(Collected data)
'''

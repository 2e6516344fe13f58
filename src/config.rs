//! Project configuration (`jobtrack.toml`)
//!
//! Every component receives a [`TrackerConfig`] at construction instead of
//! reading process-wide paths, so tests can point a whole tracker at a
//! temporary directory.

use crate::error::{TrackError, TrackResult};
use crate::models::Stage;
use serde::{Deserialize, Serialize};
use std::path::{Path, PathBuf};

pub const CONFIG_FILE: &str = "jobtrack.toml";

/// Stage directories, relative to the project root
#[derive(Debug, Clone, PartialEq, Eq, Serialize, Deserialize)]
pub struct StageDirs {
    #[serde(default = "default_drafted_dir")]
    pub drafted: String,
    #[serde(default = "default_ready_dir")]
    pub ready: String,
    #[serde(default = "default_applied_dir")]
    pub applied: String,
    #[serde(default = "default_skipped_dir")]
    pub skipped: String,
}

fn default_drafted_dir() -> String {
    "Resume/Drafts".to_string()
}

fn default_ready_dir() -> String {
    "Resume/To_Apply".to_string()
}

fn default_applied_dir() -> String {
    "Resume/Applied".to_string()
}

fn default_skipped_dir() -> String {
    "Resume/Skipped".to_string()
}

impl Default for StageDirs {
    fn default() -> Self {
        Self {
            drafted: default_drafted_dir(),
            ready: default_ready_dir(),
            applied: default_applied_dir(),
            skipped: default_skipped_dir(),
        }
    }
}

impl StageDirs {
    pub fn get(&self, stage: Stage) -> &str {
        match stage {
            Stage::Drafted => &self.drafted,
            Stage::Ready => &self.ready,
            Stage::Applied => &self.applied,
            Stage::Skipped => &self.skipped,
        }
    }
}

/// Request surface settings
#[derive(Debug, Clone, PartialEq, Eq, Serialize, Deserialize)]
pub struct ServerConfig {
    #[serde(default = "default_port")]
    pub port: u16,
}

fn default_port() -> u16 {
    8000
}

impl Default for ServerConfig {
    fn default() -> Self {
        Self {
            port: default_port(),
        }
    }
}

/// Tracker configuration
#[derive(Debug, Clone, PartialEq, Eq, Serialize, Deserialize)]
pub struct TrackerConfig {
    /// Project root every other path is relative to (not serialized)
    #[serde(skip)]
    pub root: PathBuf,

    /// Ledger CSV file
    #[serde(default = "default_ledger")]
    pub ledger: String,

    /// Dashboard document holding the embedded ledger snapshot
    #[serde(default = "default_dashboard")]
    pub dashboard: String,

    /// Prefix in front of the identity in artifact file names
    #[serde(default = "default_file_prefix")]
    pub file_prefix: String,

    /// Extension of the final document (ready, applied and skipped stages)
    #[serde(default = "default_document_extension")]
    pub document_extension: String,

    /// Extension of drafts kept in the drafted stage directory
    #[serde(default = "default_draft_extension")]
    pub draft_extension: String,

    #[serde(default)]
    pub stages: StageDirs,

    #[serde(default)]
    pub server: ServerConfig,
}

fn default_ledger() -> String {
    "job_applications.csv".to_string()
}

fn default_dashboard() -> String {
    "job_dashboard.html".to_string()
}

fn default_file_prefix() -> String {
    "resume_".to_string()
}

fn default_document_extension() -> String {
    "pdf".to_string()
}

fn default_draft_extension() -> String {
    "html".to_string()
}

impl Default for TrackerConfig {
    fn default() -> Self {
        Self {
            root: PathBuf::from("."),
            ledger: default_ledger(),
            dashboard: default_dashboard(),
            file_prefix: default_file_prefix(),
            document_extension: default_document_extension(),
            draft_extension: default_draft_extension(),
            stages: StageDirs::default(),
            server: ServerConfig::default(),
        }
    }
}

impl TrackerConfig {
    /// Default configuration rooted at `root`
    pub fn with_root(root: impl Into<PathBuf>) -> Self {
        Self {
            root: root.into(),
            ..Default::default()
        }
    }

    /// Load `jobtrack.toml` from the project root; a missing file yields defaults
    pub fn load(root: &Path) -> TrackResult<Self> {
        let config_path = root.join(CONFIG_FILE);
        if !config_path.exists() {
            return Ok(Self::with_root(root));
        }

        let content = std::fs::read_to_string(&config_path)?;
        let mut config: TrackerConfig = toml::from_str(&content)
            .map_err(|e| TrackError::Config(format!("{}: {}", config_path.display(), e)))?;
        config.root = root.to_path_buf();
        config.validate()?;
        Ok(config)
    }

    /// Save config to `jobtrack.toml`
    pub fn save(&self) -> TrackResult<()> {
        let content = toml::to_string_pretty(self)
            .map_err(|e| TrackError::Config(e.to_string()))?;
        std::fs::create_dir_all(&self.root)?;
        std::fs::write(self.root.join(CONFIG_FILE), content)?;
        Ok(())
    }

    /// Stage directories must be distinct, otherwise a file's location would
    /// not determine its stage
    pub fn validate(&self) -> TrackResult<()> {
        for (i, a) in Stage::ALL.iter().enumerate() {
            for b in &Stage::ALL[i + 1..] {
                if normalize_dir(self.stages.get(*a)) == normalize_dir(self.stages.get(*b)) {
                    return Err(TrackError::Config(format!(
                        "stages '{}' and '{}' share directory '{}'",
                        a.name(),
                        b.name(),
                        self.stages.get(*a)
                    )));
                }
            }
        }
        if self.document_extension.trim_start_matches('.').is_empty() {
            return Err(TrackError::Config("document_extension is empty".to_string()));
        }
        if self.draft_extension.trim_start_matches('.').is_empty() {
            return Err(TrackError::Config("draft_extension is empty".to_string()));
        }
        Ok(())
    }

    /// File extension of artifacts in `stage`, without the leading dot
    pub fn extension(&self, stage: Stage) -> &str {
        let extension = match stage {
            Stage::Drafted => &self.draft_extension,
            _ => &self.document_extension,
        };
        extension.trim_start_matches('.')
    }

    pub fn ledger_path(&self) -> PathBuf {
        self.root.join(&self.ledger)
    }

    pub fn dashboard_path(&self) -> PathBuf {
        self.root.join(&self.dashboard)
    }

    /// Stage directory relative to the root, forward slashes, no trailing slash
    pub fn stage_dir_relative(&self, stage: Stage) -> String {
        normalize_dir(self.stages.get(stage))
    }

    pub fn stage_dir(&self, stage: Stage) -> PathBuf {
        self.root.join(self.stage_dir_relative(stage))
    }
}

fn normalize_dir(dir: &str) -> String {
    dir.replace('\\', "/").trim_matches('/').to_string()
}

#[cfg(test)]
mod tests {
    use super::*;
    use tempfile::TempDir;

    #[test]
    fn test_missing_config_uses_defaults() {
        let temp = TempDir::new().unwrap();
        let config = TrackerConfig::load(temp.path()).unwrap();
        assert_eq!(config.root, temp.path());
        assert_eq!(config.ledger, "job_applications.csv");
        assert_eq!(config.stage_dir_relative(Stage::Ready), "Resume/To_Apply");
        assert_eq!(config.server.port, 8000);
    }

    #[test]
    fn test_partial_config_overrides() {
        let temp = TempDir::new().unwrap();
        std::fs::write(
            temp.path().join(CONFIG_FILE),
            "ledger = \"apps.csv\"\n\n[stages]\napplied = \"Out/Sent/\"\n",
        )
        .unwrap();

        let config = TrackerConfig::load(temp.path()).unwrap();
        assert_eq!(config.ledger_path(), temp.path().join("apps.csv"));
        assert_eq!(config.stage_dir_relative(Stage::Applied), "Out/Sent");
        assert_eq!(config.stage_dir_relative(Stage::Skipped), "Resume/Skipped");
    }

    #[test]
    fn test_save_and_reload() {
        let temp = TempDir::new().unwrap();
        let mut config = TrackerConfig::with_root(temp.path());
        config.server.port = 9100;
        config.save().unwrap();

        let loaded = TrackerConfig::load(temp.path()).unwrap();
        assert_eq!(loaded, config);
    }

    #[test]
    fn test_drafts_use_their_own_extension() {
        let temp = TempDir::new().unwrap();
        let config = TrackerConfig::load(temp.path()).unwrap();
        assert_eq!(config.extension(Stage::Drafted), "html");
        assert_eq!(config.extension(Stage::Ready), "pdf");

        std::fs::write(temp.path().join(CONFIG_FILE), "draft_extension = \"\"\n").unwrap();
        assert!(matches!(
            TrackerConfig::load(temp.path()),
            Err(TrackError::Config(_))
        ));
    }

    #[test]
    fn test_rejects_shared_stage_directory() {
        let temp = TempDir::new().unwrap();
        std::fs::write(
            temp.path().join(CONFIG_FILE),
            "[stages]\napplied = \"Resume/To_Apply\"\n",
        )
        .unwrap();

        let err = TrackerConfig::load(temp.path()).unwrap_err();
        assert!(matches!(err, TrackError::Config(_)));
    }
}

'''

• Work item
An exact, complete copy of the lines above from the one with "filename src/config.rs" through the one with "impl Default for ServerConfig" is the whole answer.

• Answer for this exercise
filename src/config.rs
//! Project configuration (`jobtrack.toml`)
//!
//! Every component receives a [`TrackerConfig`] at construction instead of
//! reading process-wide paths, so tests can point a whole tracker at a
//! temporary directory.

use crate::error::{TrackError, TrackResult};
use crate::models::Stage;
use serde::{Deserialize, Serialize};
use std::path::{Path, PathBuf};

pub const CONFIG_FILE: &str = "jobtrack.toml";

/// Stage directories, relative to the project root
#[derive(Debug, Clone, PartialEq, Eq, Serialize, Deserialize)]
pub struct StageDirs {
    #[serde(default = "default_drafted_dir")]
    pub drafted: String,
    #[serde(default = "default_ready_dir")]
    pub ready: String,
    #[serde(default = "default_applied_dir")]
    pub applied: String,
    #[serde(default = "default_skipped_dir")]
    pub skipped: String,
}

fn default_drafted_dir() -> String {
    "Resume/Drafts".to_string()
}

fn default_ready_dir() -> String {
    "Resume/To_Apply".to_string()
}

fn default_applied_dir() -> String {
    "Resume/Applied".to_string()
}

fn default_skipped_dir() -> String {
    "Resume/Skipped".to_string()
}

impl Default for StageDirs {
    fn default() -> Self {
        Self {
            drafted: default_drafted_dir(),
            ready: default_ready_dir(),
            applied: default_applied_dir(),
            skipped: default_skipped_dir(),
        }
    }
}

impl StageDirs {
    pub fn get(&self, stage: Stage) -> &str {
        match stage {
            Stage::Drafted => &self.drafted,
            Stage::Ready => &self.ready,
            Stage::Applied => &self.applied,
            Stage::Skipped => &self.skipped,
        }
    }
}

/// Request surface settings
#[derive(Debug, Clone, PartialEq, Eq, Serialize, Deserialize)]
pub struct ServerConfig {
    #[serde(default = "default_port")]
    pub port: u16,
}

fn default_port() -> u16 {
    8000
}

impl Default for ServerConfig {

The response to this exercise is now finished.